El Gobierno catalán, como cualquier otro, tiene sus metas. La defensa de la identidad no es la menos importante. Rige buena parte de sus acciones en educación, deporte, cinematografía, restauración, comercio, teatro y, por supuesto, en los medios de comunicación públicos. No se oculta. Hace unos días nos enteramos de que, en el borrador del libro de estilo llamado a regular el funcionamiento de las televisiones y radios catalanas, la Corporación Catalana de Mitjans de Comunicación se planteaba como objetivo «preservar la identidad nacional catalana». En sentido estricto, la preservación de la identidad, nacional o cualquier otra, es un absurdo. En realidad, como objetivo, un imposible. No por trabajoso, sino por inevitable. Es la cosa más sencilla del mundo, al alcance de cualquiera. No hay manera de fracasar. Basta con cruzarse de brazos. Y si no nos cruzamos, también se logra. Por definición, uno siempre es idéntico a sí mismo. Haga lo que haga. Lo decía Borges a cuenta de estos negocios: «No hay que preocuparse de buscar lo nacional. Lo que estamos haciendo nosotros ahora será lo nacional más adelante».

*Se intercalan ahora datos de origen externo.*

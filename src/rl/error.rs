use thiserror::Error;

/// Errors raised by the learner
#[derive(Debug, Error)]
pub enum TrainError {
    #[error("invalid trainer configuration: {0}")]
    InvalidConfig(String),

    #[error("{field} has dimension {actual}, network expects {expected}")]
    ShapeMismatch {
        field: &'static str,
        expected: usize,
        actual: usize,
    },

    #[error("cannot train on an empty batch")]
    EmptyBatch,

    #[error("tensor data conversion failed: {0}")]
    TensorData(String),
}
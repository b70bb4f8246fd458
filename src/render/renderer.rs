use ratatui::{
    Frame,
    layout::{Alignment, Constraint, Direction, Layout},
    style::{Color, Modifier, Style},
    text::{Line, Span},
    widgets::{Block, BorderType, Borders, Paragraph},
};

use crate::game::{EpisodeStatus, GameState, Position, TerminationReason};

/// Playback information shown around the board
#[derive(Debug, Clone, Copy, Default, PartialEq, Eq)]
pub struct HudStatus {
    /// Games finished since playback started
    pub games: u32,
    /// Best score seen during playback
    pub best: u32,
    pub paused: bool,
}

pub struct Renderer;

impl Renderer {
    pub fn new() -> Self {
        Self
    }

    pub fn render(&self, frame: &mut Frame, state: &GameState, hud: HudStatus) {
        let chunks = Layout::default()
            .direction(Direction::Vertical)
            .constraints([
                Constraint::Length(3), // Header
                Constraint::Min(0),    // Board
                Constraint::Length(1), // Footer
            ])
            .split(frame.area());

        frame.render_widget(self.render_stats(state, hud), chunks[0]);

        if state.is_running() {
            frame.render_widget(self.render_grid(state), chunks[1]);
        } else {
            frame.render_widget(self.render_game_over(state), chunks[1]);
        }

        frame.render_widget(self.render_controls(), chunks[2]);
    }

    /// One character cell pair per game block
    fn render_grid(&self, state: &GameState) -> Paragraph<'_> {
        let block = state.block_size;
        let head = state.snake.head();
        let mut lines = Vec::new();

        for row in 0..state.height / block {
            let mut spans = Vec::new();

            for col in 0..state.width / block {
                let pos = Position::new(col * block, row * block);

                let cell = if pos == head {
                    Span::styled(
                        "■ ",
                        Style::default()
                            .fg(Color::Cyan)
                            .add_modifier(Modifier::BOLD),
                    )
                } else if state.snake.body_segments().contains(&pos) {
                    Span::styled("□ ", Style::default().fg(Color::Green))
                } else if pos == state.food {
                    Span::styled(
                        "O ",
                        Style::default().fg(Color::Red).add_modifier(Modifier::BOLD),
                    )
                } else {
                    Span::styled(". ", Style::default().fg(Color::DarkGray))
                };

                spans.push(cell);
            }

            lines.push(Line::from(spans));
        }

        Paragraph::new(lines)
            .block(
                Block::default()
                    .borders(Borders::ALL)
                    .border_type(BorderType::Double)
                    .border_style(Style::default().fg(Color::White))
                    .title(" Snake "),
            )
            .alignment(Alignment::Center)
    }

    fn render_stats(&self, state: &GameState, hud: HudStatus) -> Paragraph<'_> {
        let mut spans = vec![
            Span::styled("Score: ", Style::default().fg(Color::Yellow)),
            Span::styled(
                state.score.to_string(),
                Style::default()
                    .fg(Color::White)
                    .add_modifier(Modifier::BOLD),
            ),
            Span::raw("    "),
            Span::styled("Best: ", Style::default().fg(Color::Yellow)),
            Span::styled(hud.best.to_string(), Style::default().fg(Color::White)),
            Span::raw("    "),
            Span::styled("Games: ", Style::default().fg(Color::Yellow)),
            Span::styled(hud.games.to_string(), Style::default().fg(Color::White)),
            Span::raw("    "),
            Span::styled("Frame: ", Style::default().fg(Color::Yellow)),
            Span::styled(
                state.frame_iteration.to_string(),
                Style::default().fg(Color::White),
            ),
        ];

        if hud.paused {
            spans.push(Span::raw("    "));
            spans.push(Span::styled(
                "PAUSED",
                Style::default()
                    .fg(Color::Magenta)
                    .add_modifier(Modifier::BOLD),
            ));
        }

        Paragraph::new(vec![Line::from(spans)]).alignment(Alignment::Center)
    }

    fn render_game_over(&self, state: &GameState) -> Paragraph<'_> {
        let cause = match state.status {
            EpisodeStatus::Terminated(TerminationReason::Wall) => "hit a wall",
            EpisodeStatus::Terminated(TerminationReason::SelfCollision) => "hit itself",
            EpisodeStatus::Terminated(TerminationReason::Timeout) => "ran out of time",
            EpisodeStatus::Running => "",
        };

        let text = vec![
            Line::from(""),
            Line::from(vec![Span::styled(
                "GAME OVER",
                Style::default().fg(Color::Red).add_modifier(Modifier::BOLD),
            )]),
            Line::from(Span::styled(cause, Style::default().fg(Color::Gray))),
            Line::from(""),
            Line::from(vec![
                Span::styled("Final Score: ", Style::default().fg(Color::Yellow)),
                Span::styled(
                    state.score.to_string(),
                    Style::default()
                        .fg(Color::White)
                        .add_modifier(Modifier::BOLD),
                ),
            ]),
        ];

        Paragraph::new(text).alignment(Alignment::Center).block(
            Block::default()
                .borders(Borders::ALL)
                .border_style(Style::default().fg(Color::Red)),
        )
    }

    fn render_controls(&self) -> Paragraph<'_> {
        let text = vec![Line::from(vec![
            Span::styled("Space", Style::default().fg(Color::Cyan)),
            Span::raw(" to pause | "),
            Span::styled("Q", Style::default().fg(Color::Red)),
            Span::raw(" or "),
            Span::styled("Esc", Style::default().fg(Color::Red)),
            Span::raw(" to quit"),
        ])];

        Paragraph::new(text).alignment(Alignment::Center)
    }
}

impl Default for Renderer {
    fn default() -> Self {
        Self::new()
    }
}
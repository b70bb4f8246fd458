use super::action::Direction;

/// A cell position on the game grid, in pixel coordinates
#[derive(Debug, Clone, Copy, PartialEq, Eq, Hash)]
pub struct Position {
    pub x: i32,
    pub y: i32,
}

impl Position {
    pub const fn new(x: i32, y: i32) -> Self {
        Self { x, y }
    }

    /// Move position by delta
    pub fn moved_by(&self, dx: i32, dy: i32) -> Self {
        Self {
            x: self.x + dx,
            y: self.y + dy,
        }
    }

    /// Move position one block in a direction
    pub fn moved_in_direction(&self, direction: Direction, block_size: i32) -> Self {
        let (dx, dy) = direction.delta();
        self.moved_by(dx * block_size, dy * block_size)
    }
}

/// The snake in the game
#[derive(Debug, Clone, PartialEq)]
pub struct Snake {
    /// Body segments, with head at index 0
    pub body: Vec<Position>,
    /// Current direction of movement
    pub direction: Direction,
}

impl Snake {
    /// Create a snake whose segments trail behind `head`, opposite to `direction`
    pub fn new(head: Position, direction: Direction, length: usize, block_size: i32) -> Self {
        let mut body = vec![head];

        let (dx, dy) = direction.delta();
        let (back_dx, back_dy) = (-dx * block_size, -dy * block_size);

        for i in 1..length {
            let prev = body[i - 1];
            body.push(prev.moved_by(back_dx, back_dy));
        }

        Self { body, direction }
    }

    /// Get the head position
    pub fn head(&self) -> Position {
        self.body[0]
    }

    /// Get body segments (excluding head)
    pub fn body_segments(&self) -> &[Position] {
        &self.body[1..]
    }

    /// Check if position collides with snake body (excluding head)
    pub fn collides_with_body(&self, pos: Position) -> bool {
        self.body_segments().contains(&pos)
    }

    /// Prepend a new head
    pub fn push_head(&mut self, head: Position) {
        self.body.insert(0, head);
    }

    /// Drop the last segment
    pub fn pop_tail(&mut self) -> Option<Position> {
        self.body.pop()
    }

    /// Get the length of the snake
    pub fn len(&self) -> usize {
        self.body.len()
    }

    /// Check if the snake is empty (should never happen in practice)
    pub fn is_empty(&self) -> bool {
        self.body.is_empty()
    }
}

/// Why an episode ended
#[derive(Debug, Clone, Copy, PartialEq, Eq)]
pub enum TerminationReason {
    /// Frame counter exceeded the starvation budget
    Timeout,
    /// Snake hit a wall
    Wall,
    /// Snake hit itself
    SelfCollision,
}

/// Lifecycle of a single episode
#[derive(Debug, Clone, Copy, PartialEq, Eq)]
pub enum EpisodeStatus {
    Running,
    Terminated(TerminationReason),
}

/// Complete episode state
#[derive(Debug, Clone, PartialEq)]
pub struct GameState {
    pub snake: Snake,
    pub food: Position,
    pub width: i32,
    pub height: i32,
    pub block_size: i32,
    pub score: u32,
    /// Steps taken since the last reset
    pub frame_iteration: usize,
    pub status: EpisodeStatus,
}

impl GameState {
    /// Create a new running episode
    pub fn new(snake: Snake, food: Position, width: i32, height: i32, block_size: i32) -> Self {
        Self {
            snake,
            food,
            width,
            height,
            block_size,
            score: 0,
            frame_iteration: 0,
            status: EpisodeStatus::Running,
        }
    }

    pub fn is_running(&self) -> bool {
        self.status == EpisodeStatus::Running
    }

    /// Check if a position is within the grid bounds
    pub fn is_in_bounds(&self, pos: Position) -> bool {
        pos.x >= 0
            && pos.x <= self.width - self.block_size
            && pos.y >= 0
            && pos.y <= self.height - self.block_size
    }

    /// Check if a position is occupied by any snake segment, head included
    pub fn is_occupied_by_snake(&self, pos: Position) -> bool {
        self.snake.body.contains(&pos)
    }

    /// Collision test for the current head against walls and `snake[1..]`
    pub fn is_collision(&self) -> bool {
        self.is_collision_at(self.snake.head())
    }

    /// Collision test for an arbitrary point.
    ///
    /// The body test always skips index 0, so the head never collides with
    /// itself. Callers probing a cell the snake has not moved into yet should
    /// be aware the current head is not considered an obstacle.
    pub fn is_collision_at(&self, point: Position) -> bool {
        !self.is_in_bounds(point) || self.snake.collides_with_body(point)
    }
}

#[cfg(test)]
mod tests {
    use super::*;

    fn state_at(head: Position) -> GameState {
        GameState::new(
            Snake::new(head, Direction::Right, 3, 20),
            Position::new(0, 0),
            640,
            480,
            20,
        )
    }

    #[test]
    fn test_position_movement() {
        let pos = Position::new(100, 100);
        assert_eq!(pos.moved_in_direction(Direction::Right, 20), Position::new(120, 100));
        assert_eq!(pos.moved_in_direction(Direction::Left, 20), Position::new(80, 100));
        assert_eq!(pos.moved_in_direction(Direction::Down, 20), Position::new(100, 120));
        assert_eq!(pos.moved_in_direction(Direction::Up, 20), Position::new(100, 80));
    }

    #[test]
    fn test_snake_creation() {
        let snake = Snake::new(Position::new(320, 240), Direction::Right, 3, 20);
        assert_eq!(snake.len(), 3);
        assert_eq!(snake.head(), Position::new(320, 240));
        assert_eq!(snake.body[1], Position::new(300, 240));
        assert_eq!(snake.body[2], Position::new(280, 240));
    }

    #[test]
    fn test_head_is_not_a_collision() {
        let state = state_at(Position::new(320, 240));
        assert!(!state.is_collision());
        assert!(!state.snake.collides_with_body(state.snake.head()));
    }

    #[test]
    fn test_body_and_walls_collide() {
        let state = state_at(Position::new(320, 240));
        assert!(state.is_collision_at(Position::new(300, 240)));
        assert!(state.is_collision_at(Position::new(280, 240)));
        assert!(!state.is_collision_at(Position::new(340, 240)));

        assert!(state.is_collision_at(Position::new(-20, 0)));
        assert!(state.is_collision_at(Position::new(640, 0)));
        assert!(state.is_collision_at(Position::new(0, 480)));
        assert!(!state.is_collision_at(Position::new(620, 460)));
    }

    #[test]
    fn test_bounds_checking() {
        let state = state_at(Position::new(320, 240));
        assert!(state.is_in_bounds(Position::new(0, 0)));
        assert!(state.is_in_bounds(Position::new(620, 460)));
        assert!(!state.is_in_bounds(Position::new(-20, 0)));
        assert!(!state.is_in_bounds(Position::new(640, 0)));
        assert!(!state.is_in_bounds(Position::new(0, -20)));
    }

    #[test]
    fn test_occupied_includes_head() {
        let state = state_at(Position::new(320, 240));
        assert!(state.is_occupied_by_snake(Position::new(320, 240)));
        assert!(!state.is_occupied_by_snake(Position::new(340, 240)));
    }
}
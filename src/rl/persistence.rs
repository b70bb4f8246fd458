//! Model persistence for saving and loading trained agents
//!
//! Network weights go through Burn's Record system; a JSON sidecar holds the
//! layer sizes and training progress needed to rebuild the network.

use super::{Agent, QNetwork, QNetworkConfig, TrainerConfig};
use anyhow::{Context, Result, ensure};
use burn::{
    module::Module,
    record::{FullPrecisionSettings, NamedMpkFileRecorder, Recorder},
    tensor::backend::{AutodiffBackend, Backend},
};
use serde::{Deserialize, Serialize};
use std::path::Path;
use tracing::info;

/// Where models are saved when no path is given
pub const DEFAULT_MODEL_PATH: &str = "snake_model/model.mpk";

/// Metadata saved with the model
#[derive(Debug, Clone, PartialEq, Serialize, Deserialize)]
pub struct ModelMetadata {
    /// Layer sizes of the saved network
    pub network: QNetworkConfig,

    /// Trainer configuration used during training
    pub trainer: TrainerConfig,

    /// Number of games played when the model was saved
    pub games_played: u32,

    /// Best score reached so far
    pub record: u32,

    /// Version identifier for compatibility checking
    pub version: String,
}

impl ModelMetadata {
    pub fn new(
        network: QNetworkConfig,
        trainer: TrainerConfig,
        games_played: u32,
        record: u32,
    ) -> Self {
        Self {
            network,
            trainer,
            games_played,
            record,
            version: env!("CARGO_PKG_VERSION").to_string(),
        }
    }
}

fn metadata_path(path: &Path) -> std::path::PathBuf {
    path.with_extension("meta.json")
}

/// Save an agent's network and progress to `path`
///
/// Two files are written:
/// - `<path>` - Network weights (Burn named MessagePack record)
/// - `<path>.meta.json` - Metadata as JSON
pub fn save_model<B: AutodiffBackend>(agent: &Agent<B>, path: &Path) -> Result<()> {
    if let Some(parent) = path.parent() {
        if !parent.as_os_str().is_empty() {
            std::fs::create_dir_all(parent)
                .with_context(|| format!("Failed to create directory: {:?}", parent))?;
        }
    }

    let trainer = agent.trainer();
    let recorder = NamedMpkFileRecorder::<FullPrecisionSettings>::new();
    recorder
        .record(trainer.parameters(), path.to_path_buf())
        .context("Failed to save network weights")?;

    let metadata = ModelMetadata::new(
        trainer.network_config(),
        trainer.config().clone(),
        agent.games_played(),
        agent.record(),
    );

    let meta_path = metadata_path(path);
    let meta_json =
        serde_json::to_string_pretty(&metadata).context("Failed to serialize metadata")?;
    std::fs::write(&meta_path, meta_json)
        .with_context(|| format!("Failed to write metadata to {:?}", meta_path))?;

    info!(path = ?path, games = metadata.games_played, record = metadata.record, "model saved");

    Ok(())
}

/// Read only the metadata sidecar of a saved model
pub fn load_metadata(path: &Path) -> Result<ModelMetadata> {
    let meta_path = metadata_path(path);
    let meta_json = std::fs::read_to_string(&meta_path)
        .with_context(|| format!("Failed to read metadata from {:?}", meta_path))?;
    serde_json::from_str(&meta_json).context("Failed to deserialize metadata")
}

/// Load a saved network onto any backend, e.g. for greedy play
pub fn load_network<B: Backend>(
    path: &Path,
    device: &B::Device,
) -> Result<(QNetwork<B>, ModelMetadata)> {
    let metadata = load_metadata(path)?;

    let network = metadata.network.init::<B>(device);

    let recorder = NamedMpkFileRecorder::<FullPrecisionSettings>::new();
    let record = recorder
        .load(path.to_path_buf(), device)
        .with_context(|| format!("Failed to load network weights from {:?}", path))?;

    Ok((network.load_record(record), metadata))
}

/// Restore weights and progress counters into an existing agent
pub fn load_into_agent<B: AutodiffBackend>(
    agent: &mut Agent<B>,
    path: &Path,
    device: &B::Device,
) -> Result<ModelMetadata> {
    let metadata = load_metadata(path)?;
    ensure!(
        metadata.network == agent.trainer().network_config(),
        "saved network {:?} does not match agent network {:?}",
        metadata.network,
        agent.trainer().network_config()
    );

    let recorder = NamedMpkFileRecorder::<FullPrecisionSettings>::new();
    let record = recorder
        .load(path.to_path_buf(), device)
        .with_context(|| format!("Failed to load network weights from {:?}", path))?;

    agent.trainer_mut().load_parameters(record);
    agent.resume(metadata.games_played, metadata.record);

    info!(path = ?path, games = metadata.games_played, record = metadata.record, "model loaded");

    Ok(metadata)
}
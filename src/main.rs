use anyhow::Result;
use clap::{Args, Parser, Subcommand};
use q_snake::game::GameConfig;
use q_snake::modes::{TrainConfig, TrainMode, WatchConfig, WatchMode};
use q_snake::rl::{DEFAULT_MODEL_PATH, InferenceBackend, TrainingBackend, default_device};
use std::path::PathBuf;
use tracing_subscriber::EnvFilter;

#[derive(Parser)]
#[command(name = "q_snake")]
#[command(version, about = "Snake game played by a Q-learning agent")]
struct Cli {
    #[command(subcommand)]
    command: Command,
}

#[derive(Subcommand)]
enum Command {
    /// Train an agent headlessly
    Train(TrainArgs),
    /// Watch a trained agent play in the terminal
    Watch(WatchArgs),
}

#[derive(Args)]
struct BoardArgs {
    /// Board width in pixels
    #[arg(long, default_value = "640")]
    width: i32,

    /// Board height in pixels
    #[arg(long, default_value = "480")]
    height: i32,

    /// Size of one snake segment in pixels
    #[arg(long, default_value = "20")]
    block_size: i32,

    /// Seed for food placement (and exploration when training)
    #[arg(long)]
    seed: Option<u64>,
}

impl BoardArgs {
    fn game_config(&self) -> GameConfig {
        GameConfig {
            width: self.width,
            height: self.height,
            block_size: self.block_size,
            seed: self.seed,
            ..GameConfig::default()
        }
    }
}

#[derive(Args)]
struct TrainArgs {
    /// Number of games to play
    #[arg(long, default_value = "1000")]
    episodes: usize,

    /// Where to save the model
    #[arg(long, default_value = DEFAULT_MODEL_PATH)]
    model: PathBuf,

    /// Continue training from an existing model
    #[arg(long)]
    resume: bool,

    /// Log progress every N games
    #[arg(long, default_value = "10")]
    log_every: usize,

    #[command(flatten)]
    board: BoardArgs,
}

#[derive(Args)]
struct WatchArgs {
    /// Model to load
    #[arg(long, default_value = DEFAULT_MODEL_PATH)]
    model: PathBuf,

    /// Game steps per second
    #[arg(long, default_value = "10")]
    speed: u32,

    #[command(flatten)]
    board: BoardArgs,
}

#[tokio::main]
async fn main() -> Result<()> {
    tracing_subscriber::fmt()
        .with_env_filter(
            EnvFilter::try_from_default_env().unwrap_or_else(|_| EnvFilter::new("info")),
        )
        .init();

    let cli = Cli::parse();

    match cli.command {
        Command::Train(args) => {
            let mut config = TrainConfig::new(args.episodes, args.model);
            config.resume = args.resume;
            config.log_frequency = args.log_every;
            config.game_config = args.board.game_config();
            config.agent_config.seed = args.board.seed;

            let mut train_mode = TrainMode::<TrainingBackend>::new(config, default_device())?;
            // Training is CPU-bound; keep it off the async workers
            tokio::task::block_in_place(|| train_mode.run())?;
        }
        Command::Watch(args) => {
            let mut config = WatchConfig::new(args.model);
            config.steps_per_second = args.speed;
            config.game_config = args.board.game_config();

            let mut watch_mode = WatchMode::<InferenceBackend>::new(config, default_device())?;
            watch_mode.run().await?;
        }
    }

    Ok(())
}
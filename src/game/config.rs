use serde::{Deserialize, Serialize};

use super::error::GameError;

/// Configuration for the game
///
/// Grid extents are expressed in pixels and must be multiples of `block_size`;
/// every position on the grid is a multiple of `block_size` as well.
#[derive(Debug, Clone, PartialEq, Serialize, Deserialize)]
pub struct GameConfig {
    /// Width of the playing field
    pub width: i32,
    /// Height of the playing field
    pub height: i32,
    /// Side length of a single cell
    pub block_size: i32,
    /// Initial length of the snake
    pub initial_snake_length: usize,
    /// Episode times out once the frame counter exceeds `timeout_factor * snake length`
    pub timeout_factor: usize,

    // Rewards (for RL)
    /// Reward for eating food
    pub food_reward: f32,
    /// Base penalty for hitting a wall or the body; the score is subtracted on top
    pub collision_penalty: f32,
    /// Base penalty for starving; the score is subtracted on top
    pub timeout_penalty: f32,

    /// Random draws attempted before falling back to scanning free cells
    pub max_food_attempts: usize,
    /// Seed for food placement; `None` draws from entropy
    pub seed: Option<u64>,
}

impl Default for GameConfig {
    fn default() -> Self {
        Self {
            width: 640,
            height: 480,
            block_size: 20,
            initial_snake_length: 3,
            timeout_factor: 100,
            food_reward: 10.0,
            collision_penalty: -10.0,
            timeout_penalty: -1.0,
            max_food_attempts: 1000,
            seed: None,
        }
    }
}

impl GameConfig {
    /// Create a new configuration with custom grid size
    pub fn new(width: i32, height: i32) -> Self {
        Self {
            width,
            height,
            ..Default::default()
        }
    }

    /// Create a small grid for testing (10x10 cells)
    pub fn small() -> Self {
        Self::new(200, 200)
    }

    /// Same configuration with a fixed food seed
    pub fn with_seed(mut self, seed: u64) -> Self {
        self.seed = Some(seed);
        self
    }

    /// Number of cell columns
    pub fn columns(&self) -> i32 {
        self.width / self.block_size
    }

    /// Number of cell rows
    pub fn rows(&self) -> i32 {
        self.height / self.block_size
    }

    /// Validate configuration parameters
    pub fn validate(&self) -> Result<(), GameError> {
        if self.block_size <= 0 {
            return Err(GameError::InvalidConfig(format!(
                "block_size must be positive, got {}",
                self.block_size
            )));
        }

        if self.width <= 0 || self.height <= 0 {
            return Err(GameError::InvalidConfig(format!(
                "grid must be non-empty, got {}x{}",
                self.width, self.height
            )));
        }

        if self.width % self.block_size != 0 || self.height % self.block_size != 0 {
            return Err(GameError::InvalidConfig(format!(
                "grid {}x{} is not a multiple of block size {}",
                self.width, self.height, self.block_size
            )));
        }

        if self.initial_snake_length < 1 {
            return Err(GameError::InvalidConfig(
                "initial_snake_length must be at least 1".to_string(),
            ));
        }

        // The snake starts at the centre column and extends leftward.
        let head_column = (self.columns() / 2) as usize;
        if self.initial_snake_length > head_column + 1 {
            return Err(GameError::InvalidConfig(format!(
                "snake of length {} does not fit left of column {}",
                self.initial_snake_length, head_column
            )));
        }

        if self.timeout_factor == 0 {
            return Err(GameError::InvalidConfig(
                "timeout_factor must be at least 1".to_string(),
            ));
        }

        if self.max_food_attempts == 0 {
            return Err(GameError::InvalidConfig(
                "max_food_attempts must be at least 1".to_string(),
            ));
        }

        Ok(())
    }
}
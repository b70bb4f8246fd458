//! Q-learning hyperparameter configuration

use serde::{Deserialize, Serialize};

use super::error::TrainError;

/// Configuration for the Q-learning trainer
///
/// # Example
///
/// ```rust
/// use q_snake::rl::TrainerConfig;
///
/// let config = TrainerConfig {
///     learning_rate: 5e-4,
///     ..Default::default()
/// };
/// assert!(config.validate().is_ok());
/// ```
#[derive(Debug, Clone, PartialEq, Serialize, Deserialize)]
pub struct TrainerConfig {
    /// Learning rate for the Adam optimizer
    ///
    /// Default: 1e-3
    pub learning_rate: f64,

    /// Discount factor applied to the bootstrapped next-state value
    ///
    /// Must lie in [0, 1).
    ///
    /// Default: 0.9
    pub gamma: f32,

    /// Width of the network's hidden layer
    ///
    /// Default: 256
    pub hidden_size: usize,
}

impl TrainerConfig {
    pub fn new() -> Self {
        Self::default()
    }

    /// Validate configuration parameters
    pub fn validate(&self) -> Result<(), TrainError> {
        if self.learning_rate <= 0.0 || !self.learning_rate.is_finite() {
            return Err(TrainError::InvalidConfig(format!(
                "learning_rate must be positive, got {}",
                self.learning_rate
            )));
        }

        if !(0.0..1.0).contains(&self.gamma) {
            return Err(TrainError::InvalidConfig(format!(
                "gamma must be in [0, 1), got {}",
                self.gamma
            )));
        }

        if self.hidden_size == 0 {
            return Err(TrainError::InvalidConfig(
                "hidden_size must be at least 1".to_string(),
            ));
        }

        Ok(())
    }
}

impl Default for TrainerConfig {
    fn default() -> Self {
        Self {
            learning_rate: 1e-3,
            gamma: 0.9,
            hidden_size: 256,
        }
    }
}

/// Configuration for the exploring agent and its replay memory
#[derive(Debug, Clone, PartialEq, Serialize, Deserialize)]
pub struct AgentConfig {
    /// Replay memory capacity; oldest transitions are evicted first
    ///
    /// Default: 100_000
    pub max_memory: usize,

    /// Transitions sampled per long-memory update
    ///
    /// Default: 1000
    pub batch_size: usize,

    /// Games over which random exploration decays to zero
    ///
    /// Default: 80
    pub exploration_games: u32,

    /// Upper bound of the exploration draw; a random action is taken when
    /// `rand(0..=exploration_range) < exploration_games - games_played`
    ///
    /// Default: 200
    pub exploration_range: u32,

    /// Seed for exploration and replay sampling; `None` draws from entropy
    pub seed: Option<u64>,

    /// Trainer hyperparameters
    pub trainer: TrainerConfig,
}

impl AgentConfig {
    /// Validate configuration parameters
    pub fn validate(&self) -> Result<(), TrainError> {
        if self.max_memory == 0 {
            return Err(TrainError::InvalidConfig(
                "max_memory must be at least 1".to_string(),
            ));
        }

        if self.batch_size == 0 {
            return Err(TrainError::InvalidConfig(
                "batch_size must be at least 1".to_string(),
            ));
        }

        if self.exploration_range == 0 {
            return Err(TrainError::InvalidConfig(
                "exploration_range must be at least 1".to_string(),
            ));
        }

        self.trainer.validate()
    }
}

impl Default for AgentConfig {
    fn default() -> Self {
        Self {
            max_memory: 100_000,
            batch_size: 1000,
            exploration_games: 80,
            exploration_range: 200,
            seed: None,
            trainer: TrainerConfig::default(),
        }
    }
}
//! Scoped terminal setup for the TUI
//!
//! The terminal is put into raw mode and the alternate screen on the first
//! draw, and restored when the context is dropped.

use anyhow::{Context, Result};
use crossterm::{
    execute,
    terminal::{EnterAlternateScreen, LeaveAlternateScreen, disable_raw_mode, enable_raw_mode},
};
use ratatui::{Frame, Terminal, backend::CrosstermBackend};
use std::io::{Stderr, stderr};
use tracing::warn;

type TuiTerminal = Terminal<CrosstermBackend<Stderr>>;

#[derive(Default)]
pub struct TerminalContext {
    terminal: Option<TuiTerminal>,
}

impl TerminalContext {
    pub fn new() -> Self {
        Self { terminal: None }
    }

    /// Whether the terminal is currently taken over
    pub fn is_active(&self) -> bool {
        self.terminal.is_some()
    }

    /// Draw a frame, setting the terminal up first if needed
    pub fn draw<F>(&mut self, render: F) -> Result<()>
    where
        F: FnOnce(&mut Frame),
    {
        if self.terminal.is_none() {
            self.terminal = Some(Self::setup()?);
        }

        if let Some(terminal) = self.terminal.as_mut() {
            terminal.draw(render).context("Failed to draw frame")?;
        }
        Ok(())
    }

    /// Give the terminal back to the shell; no-op when never set up
    pub fn restore(&mut self) -> Result<()> {
        let Some(mut terminal) = self.terminal.take() else {
            return Ok(());
        };

        disable_raw_mode().context("Failed to disable raw mode")?;
        execute!(terminal.backend_mut(), LeaveAlternateScreen)
            .context("Failed to leave alternate screen")?;
        terminal.show_cursor().context("Failed to show cursor")?;
        Ok(())
    }

    fn setup() -> Result<TuiTerminal> {
        enable_raw_mode().context("Failed to enable raw mode")?;
        let mut stderr = stderr();
        if let Err(err) = execute!(stderr, EnterAlternateScreen) {
            let _ = disable_raw_mode();
            return Err(err).context("Failed to enter alternate screen");
        }

        let backend = CrosstermBackend::new(stderr);
        let mut terminal = Terminal::new(backend).context("Failed to create terminal")?;
        terminal.hide_cursor().context("Failed to hide cursor")?;
        terminal.clear().context("Failed to clear terminal")?;
        Ok(terminal)
    }
}

impl Drop for TerminalContext {
    fn drop(&mut self) {
        if let Err(err) = self.restore() {
            warn!(error = %err, "failed to restore terminal");
        }
    }
}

Si queremos dotar de alguna inteligibilidad a ese objetivo que tan caro nos resulta, quizá hay que pensar que la «defensa de la identidad nacional» consiste en hacer lo posible para que las cosas sean como son, una suerte de «virgencita, virgencita, que me quede como estoy». Entendida de ese modo, la defensa de la identidad formaría parte de las políticas de preservación, aquellas en las que el mapa es la meta, aquellas que reclaman el máximo realismo. Si uno quiere preservar su peso, lo primero es averiguarlo. Deberíamos pensar que el Gobierno catalán conoce bien en qué consiste la identidad nacional que quiere preservar. Pero no es seguro. Cuando preguntamos sobre el asunto, por lo general, después de algunas vacilaciones, la respuesta consiste en algo parecido a «la identidad nacional es la identidad cultural». Una respuesta que tampoco aclara mucho: el subrayado de originalidad asociado a «nacional» se lleva mal con una evidencia empírica que muestra que, desde casi todos los indicadores culturales relevantes, los catalanes no somos originales. La «identidad cultural» nos dibuja vulgarmente españoles. Si conseguimos que la conversación se mantenga un poco sin que nadie se ponga nervioso, más temprano que tarde, aparece la lengua. Al tener otra lengua se ven las cosas de otro modo, se viene a decir. La lengua es muy útil porque permite arrojarse con bastante alegría por la pendiente romántica de las concepciones del mundo. La realidad diferente que no asoma en los estudios empíricos se sostiene a pulso en un modo diferente de nombrar la realidad, que daría pie a un modo diferente de ver y de sentir. Llegado este punto, uno pensaría que la Generalitat, interesada en conocer la identidad y que nos dice que el mejor mapa es el censo, tendrá como primer objetivo la cartografía lingüística. Pero se ve que no. El mismo día que nos enterábamos de que TV3 tenía como primer objetivo defender la identidad nacional los votos del tripartito y CiU en el Parlament impidieron que prosperase una moción que, con la intención de conocer la realidad lingüística, proponía incluir en el cuestionario del censo una pregunta sobre «las lenguas de identificación y el conocimiento de lenguas de la población de Cataluña».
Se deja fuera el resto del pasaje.